Se hace la luz (del día). Salimos a la superficie. El mundo se ha ido al traste. En este búnker subterráneo, situado en medio de una asediada base militar, los últimos resquicios de la civilización tratan de combatir a un temible adversario: una infección fúngica que ha trasformado a la mayor parte de la población en muertos reanimados con un apetito insaciable. El hongo Ophiocordyceps unilateralis coloniza el cerebro de su huésped, anulando la voluntad, matando al individuo, para convertirlo en un “hambriento”; un autómata que sólo atiende al instinto de alimentarse de la carne de presas vivas –interesante hipérbole sobre el adoctrinamiento y el consumismo–. Las similitudes con “The Last of Us” son evidentes, y no se circunscriben únicamente al plano narrativo; una vez que abandonamos la base, el mundo post apocalíptico que describe la película toma como referencia un diseño artístico similar al de Naughty Dog. La naturaleza reclama lo que es suyo y extiende una capa de vegetación sobre el asfalto, los vehículos y las construcciones del ser humano.

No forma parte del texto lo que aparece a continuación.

//! `SQLite` implementation of [`ProjetRepository`].

use std::future::Future;

use chrono::{DateTime, Utc};
use sqlx::sqlite::SqliteRow;
use sqlx::{FromRow, Row, SqlitePool};

use portfolio_app::ports::ProjetRepository;
use portfolio_app::seed::default_projets;
use portfolio_domain::error::PortfolioError;
use portfolio_domain::projet::{Projet, ProjetDraft, STATUT_TERMINE};

use crate::error::StorageError;

/// Wrapper for converting database rows into domain [`Projet`].
struct Wrapper(Projet);

impl Wrapper {
    fn maybe(value: Option<Self>) -> Option<Projet> {
        value.map(|w| w.0)
    }
}

impl<'r> FromRow<'r, SqliteRow> for Wrapper {
    fn from_row(row: &'r SqliteRow) -> Result<Self, sqlx::Error> {
        // Rows written before the statut migration carry NULL here.
        let statut: Option<String> = row.try_get("statut")?;
        let created_at: DateTime<Utc> = row.try_get("created_at")?;
        let updated_at: DateTime<Utc> = row.try_get("updated_at")?;

        Ok(Self(Projet {
            id: row.try_get("id")?,
            annee: row.try_get("annee")?,
            titre: row.try_get("titre")?,
            description: row.try_get("description")?,
            competences: row.try_get("competences")?,
            image: row.try_get("image")?,
            statut: statut.unwrap_or_else(|| STATUT_TERMINE.to_string()),
            created_at,
            updated_at,
        }))
    }
}

const CREATE_TABLE: &str = "CREATE TABLE IF NOT EXISTS projets (
    id INTEGER PRIMARY KEY AUTOINCREMENT,
    annee TEXT NOT NULL,
    titre TEXT NOT NULL,
    description TEXT NOT NULL,
    competences TEXT NOT NULL,
    image TEXT,
    statut TEXT,
    created_at TEXT NOT NULL,
    updated_at TEXT NOT NULL
)";
const ADD_STATUT_COLUMN: &str = "ALTER TABLE projets ADD COLUMN statut TEXT";
const COUNT_ALL: &str = "SELECT COUNT(*) FROM projets";
const SELECT_ALL: &str = "SELECT * FROM projets ORDER BY annee DESC, id DESC";
const SELECT_BY_ID: &str = "SELECT * FROM projets WHERE id = ?";
const INSERT: &str = "INSERT INTO projets \
    (annee, titre, description, competences, image, statut, created_at, updated_at) \
    VALUES (?, ?, ?, ?, ?, ?, ?, ?)";
const UPDATE: &str = "UPDATE projets SET annee = ?, titre = ?, description = ?, \
    competences = ?, image = ?, statut = ?, updated_at = ? WHERE id = ?";
const DELETE_BY_ID: &str = "DELETE FROM projets WHERE id = ?";

/// `SQLite` already has the column when the migration re-runs; that is
/// success, not failure.
fn is_duplicate_column(err: &sqlx::Error) -> bool {
    err.to_string().contains("duplicate column")
}

async fn insert_draft(pool: &SqlitePool, draft: &ProjetDraft) -> Result<i64, StorageError> {
    let now = Utc::now();
    let result = sqlx::query(INSERT)
        .bind(&draft.annee)
        .bind(&draft.titre)
        .bind(&draft.description)
        .bind(&draft.competences)
        .bind(draft.image.as_deref())
        .bind(draft.statut_or_default())
        .bind(now)
        .bind(now)
        .execute(pool)
        .await?;

    Ok(result.last_insert_rowid())
}

/// `SQLite`-backed project repository.
#[derive(Clone)]
pub struct SqliteProjetRepository {
    pool: SqlitePool,
}

impl SqliteProjetRepository {
    /// Create a new repository using the given connection pool.
    #[must_use]
    pub fn new(pool: SqlitePool) -> Self {
        Self { pool }
    }
}

impl ProjetRepository for SqliteProjetRepository {
    fn initialize(&self) -> impl Future<Output = Result<(), PortfolioError>> + Send {
        let pool = self.pool.clone();
        async move {
            sqlx::query(CREATE_TABLE)
                .execute(&pool)
                .await
                .map_err(StorageError::from)?;

            match sqlx::query(ADD_STATUT_COLUMN).execute(&pool).await {
                Ok(_) => tracing::info!("statut column added to projets table"),
                Err(err) if is_duplicate_column(&err) => {}
                Err(err) => return Err(StorageError::from(err).into()),
            }

            let (count,): (i64,) = sqlx::query_as(COUNT_ALL)
                .fetch_one(&pool)
                .await
                .map_err(StorageError::from)?;

            if count == 0 {
                tracing::info!("projets table empty, seeding default entries");
                for draft in default_projets() {
                    insert_draft(&pool, &draft)
                        .await
                        .map_err(StorageError::from)?;
                }
            }

            tracing::info!("sqlite projets store ready");
            Ok(())
        }
    }

    fn list_all(&self) -> impl Future<Output = Result<Vec<Projet>, PortfolioError>> + Send {
        let pool = self.pool.clone();
        async move {
            let rows: Vec<Wrapper> = sqlx::query_as(SELECT_ALL)
                .fetch_all(&pool)
                .await
                .map_err(StorageError::from)?;

            Ok(rows.into_iter().map(|w| w.0).collect())
        }
    }

    fn get_by_id(
        &self,
        id: i64,
    ) -> impl Future<Output = Result<Option<Projet>, PortfolioError>> + Send {
        let pool = self.pool.clone();
        async move {
            let row: Option<Wrapper> = sqlx::query_as(SELECT_BY_ID)
                .bind(id)
                .fetch_optional(&pool)
                .await
                .map_err(StorageError::from)?;

            Ok(Wrapper::maybe(row))
        }
    }

    fn insert(
        &self,
        draft: ProjetDraft,
    ) -> impl Future<Output = Result<i64, PortfolioError>> + Send {
        let pool = self.pool.clone();
        async move { Ok(insert_draft(&pool, &draft).await.map_err(StorageError::from)?) }
    }

    fn update(
        &self,
        id: i64,
        draft: ProjetDraft,
    ) -> impl Future<Output = Result<(), PortfolioError>> + Send {
        let pool = self.pool.clone();
        async move {
            sqlx::query(UPDATE)
                .bind(&draft.annee)
                .bind(&draft.titre)
                .bind(&draft.description)
                .bind(&draft.competences)
                .bind(draft.image.as_deref())
                .bind(draft.statut_or_default())
                .bind(Utc::now())
                .bind(id)
                .execute(&pool)
                .await
                .map_err(StorageError::from)?;

            Ok(())
        }
    }

    fn delete(&self, id: i64) -> impl Future<Output = Result<(), PortfolioError>> + Send {
        let pool = self.pool.clone();
        async move {
            sqlx::query(DELETE_BY_ID)
                .bind(id)
                .execute(&pool)
                .await
                .map_err(StorageError::from)?;

            Ok(())
        }
    }
}
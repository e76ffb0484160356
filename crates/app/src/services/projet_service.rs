//! Projet service — use-cases for managing portfolio entries.

use portfolio_domain::error::{NotFoundError, PortfolioError};
use portfolio_domain::projet::{Projet, ProjetDraft};

use crate::ports::ProjetRepository;

/// Application service for project CRUD operations.
///
/// Enforces the rule that invalid drafts never reach a storage adapter:
/// every write validates first and rejects with a typed error.
pub struct ProjetService<R> {
    repo: R,
}

impl<R: ProjetRepository> ProjetService<R> {
    /// Create a new service backed by the given repository.
    pub fn new(repo: R) -> Self {
        Self { repo }
    }

    /// List all projects, ordered by year then id, both descending.
    ///
    /// # Errors
    ///
    /// Returns a storage error propagated from the repository.
    pub async fn list_projets(&self) -> Result<Vec<Projet>, PortfolioError> {
        self.repo.list_all().await
    }

    /// Look up a project by id, returning an error if not found.
    ///
    /// # Errors
    ///
    /// Returns [`PortfolioError::NotFound`] when no project with `id`
    /// exists, or a storage error from the repository.
    pub async fn get_projet(&self, id: i64) -> Result<Projet, PortfolioError> {
        self.repo.get_by_id(id).await?.ok_or_else(|| {
            NotFoundError {
                entity: "Projet",
                id: id.to_string(),
            }
            .into()
        })
    }

    /// Create a new project after validating domain invariants.
    ///
    /// # Errors
    ///
    /// Returns [`PortfolioError::Validation`] if a required field is empty,
    /// or a storage error propagated from the repository.
    pub async fn create_projet(&self, draft: ProjetDraft) -> Result<i64, PortfolioError> {
        draft.validate()?;
        self.repo.insert(draft).await
    }

    /// Overwrite an existing project.
    ///
    /// The repository does not report whether `id` matched a row; updating
    /// a missing project succeeds and affects nothing.
    ///
    /// # Errors
    ///
    /// Returns [`PortfolioError::Validation`] if a required field is empty,
    /// or a storage error from the repository.
    pub async fn update_projet(&self, id: i64, draft: ProjetDraft) -> Result<(), PortfolioError> {
        draft.validate()?;
        self.repo.update(id, draft).await
    }

    /// Delete a project by id. Deleting twice is not an error.
    ///
    /// # Errors
    ///
    /// Returns a storage error propagated from the repository.
    pub async fn delete_projet(&self, id: i64) -> Result<(), PortfolioError> {
        self.repo.delete(id).await
    }
}
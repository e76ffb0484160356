//! Default seed data inserted by `initialize()` on first-ever startup.

use portfolio_domain::projet::ProjetDraft;

/// The default portfolio entries, seeded only when the table is empty.
///
/// The rows themselves are content, not behavior: adapters insert them
/// through the same code path as any other draft, so they pick up the
/// default status and server-assigned timestamps.
#[must_use]
pub fn default_projets() -> Vec<ProjetDraft> {
    vec![
        ProjetDraft {
            annee: "2024".to_string(),
            titre: "Shirt".to_string(),
            description: "Création d'un compte Instagram et d'un magazine spécialisé autour \
                          des sneakers et des vêtements."
                .to_string(),
            competences: "Définition de l'identité visuelle - choix du nom - conception du \
                          logo - charte graphique - élaboration de la ligne éditoriale - \
                          rédaction d'articles - recherches documentaires - mise en page."
                .to_string(),
            image: None,
            statut: None,
        },
        ProjetDraft {
            annee: "2024".to_string(),
            titre: "Recommandation de communication".to_string(),
            description: "Conception d'une recommandation marketing et d'un plan de \
                          communication pour accompagner la sortie et le repositionnement \
                          d'un nouveau service."
                .to_string(),
            competences: "Audit de positionnement - analyse de concurrence - SWOT - PESTEL - \
                          plan/objectifs/moyens de communication - teaser - communiqué de \
                          presse."
                .to_string(),
            image: None,
            statut: None,
        },
        ProjetDraft {
            annee: "2024".to_string(),
            titre: "Mix & Match (projet personnel)".to_string(),
            description: "Jeu de société pour animer les étudiants. Il mélange chance, \
                          endurance et convivialité."
                .to_string(),
            competences: "Création de visuels - charte éditoriale - audit de positionnement - \
                          recommandation de communication numérique."
                .to_string(),
            image: None,
            statut: None,
        },
    ]
}
//! Application services — use-case orchestration over the ports.

pub mod projet_service;

pub use projet_service::ProjetService;
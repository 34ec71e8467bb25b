//! Abstract operations.

use std::marker::PhantomData;

/// Operation to insert a value.
#[derive(Clone, Copy, Debug)]
pub struct Insert<T>(pub T);

/// Operation to update a value.
#[derive(Clone, Copy, Debug)]
pub struct Update<T>(pub T);

/// Operation to delete a value.
#[derive(Clone, Copy, Debug)]
pub struct Delete<T>(pub T);

/// Operation to select a value.
#[derive(Clone, Copy, Debug)]
pub struct Select<T>(pub T);

/// Operation to restore a previously deleted value.
#[derive(Clone, Copy, Debug)]
pub struct Restore<T>(pub T);

/// Selector of `W` by `B`.
#[derive(Clone, Copy, Debug)]
pub struct By<W, B> {
    /// Type of the value to select.
    _what: PhantomData<W>,

    /// Value to select by.
    by: B,
}

impl<W, B> By<W, B> {
    /// Creates a new [`By`] with the given value.
    #[must_use]
    pub fn new(by: B) -> Self {
        Self {
            _what: PhantomData,
            by,
        }
    }

    /// Consumes this [`By`] and returns the inner value.
    #[must_use]
    pub fn into_inner(self) -> B {
        self.by
    }
}
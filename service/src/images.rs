//! Ingestion of local image files into inline [`Image`]s.

use std::{
    io,
    path::{Path, PathBuf},
};

use base64::{engine::general_purpose::STANDARD, Engine as _};
use derive_more::{Display, Error};
use futures::future;
use tracing as log;

use crate::domain::residence::Image;

/// MIME type of files whose type cannot be guessed.
const FALLBACK_MIME: &str = "application/octet-stream";

/// Error of transcoding a single file into an [`Image`].
#[derive(Debug, Display, Error)]
#[display("failed to transcode `{}`: {source}", path.display())]
pub struct TranscodingError {
    /// Path of the file failed to be transcoded.
    #[error(not(source))]
    pub path: PathBuf,

    /// Underlying I/O error.
    pub source: io::Error,
}

/// Transcodes the file at the provided `path` into an inline [`Image`].
///
/// # Errors
///
/// If the file cannot be read.
pub async fn transcode(path: &Path) -> Result<Image, TranscodingError> {
    let bytes = tokio::fs::read(path)
        .await
        .map_err(|source| TranscodingError {
            path: path.to_path_buf(),
            source,
        })?;
    let mime = mime_guess::from_path(path).first_raw().unwrap_or(FALLBACK_MIME);
    Ok(Image::inline(mime, &STANDARD.encode(bytes)))
}

/// Transcodes all the files at the provided `paths` concurrently.
///
/// Returns the successfully transcoded [`Image`]s in the order of their
/// `paths`. Files failed to be transcoded are logged and skipped, without
/// affecting the others.
pub async fn ingest<P: AsRef<Path>>(
    paths: impl IntoIterator<Item = P>,
) -> Vec<Image> {
    let paths = paths.into_iter().collect::<Vec<_>>();
    future::join_all(paths.iter().map(|p| transcode(p.as_ref())))
        .await
        .into_iter()
        .filter_map(|res| {
            res.map_err(|e| log::warn!("skipping image: {e}")).ok()
        })
        .collect()
}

Este tránsito de supervivencia aún mantiene ciertos matices interesantes, a pesar de su deriva hacia las rutinas del género. Melanie (interpretada de manera soberbia por la debutante Sennia Nanua) es una incógnita tan rotunda que, por sí sola, mantiene a flote toda la propuesta. Las relaciones que establece esta niña tan especial con los otros supervivientes (Paddy Considine, Gemma Arterton y Glenn Close), definen la segunda parte de la narración (que parece sacada de los films de Danny Boyle y Juan Carlos Fresnadillo, “28 Días Después” y “28 Semanas Después“), cuando los suburbios y el centro de Londres vuelven a actuar de telón de fondo para el fin de los días.

Manu Castro (7/10)
@ManuCastroLSO
(07-02-2017)

 

• Lo mejor: Sennia Nanua y las relaciones que establece con Paddy Considine, Gemma Arterton y Glenn Close. La banda sonora de Cristóbal Tapia de Veer.
• Lo peor: Su segunda mitad es demasiado convencional.

 

zoml1

 

 

Título Original: The Girl with All the Gifts | Género: Drama / Terror / Thriller | Nacionalidad: Reino Unido / USA | Director: Colm McCarthy | Actores: Gemma Arterton, Dominique Tipper, Glenn Close | Productor: Will Clarke, Camille Gatin, Angus Lamont | Guión: Mike Carey | Fotografía: Simon Dennis | Música: Cristobal Tapia de Veer | Montaje: Matthew Cannings

 

Sinopsis: Melanie (Sennia Nanua) es una niña infectada por un extraño hongo que se ha extendido por todo el planeta. Aquellos que han sido contagiados se convierten en devoradores de carne humana y sus cuerpos se degradan hasta que se convierten en zombies. Pero Melanie sólo es portadora del virus y no come carne humana si no se le provoca. Por eso, trasladan a Melanie junto a otros niños en su misma condición, a unas apartadas instalaciones del gobierno donde se analiza su estado. La joven ayudará a la científica y profesora Helen Justineau (Gemma Arterton), a la doctora Caroline Caldwell (Glenn Close) y al sargento Eddie Parks (Paddy Considine) a encontrar una vacuna para combatir la epidemia.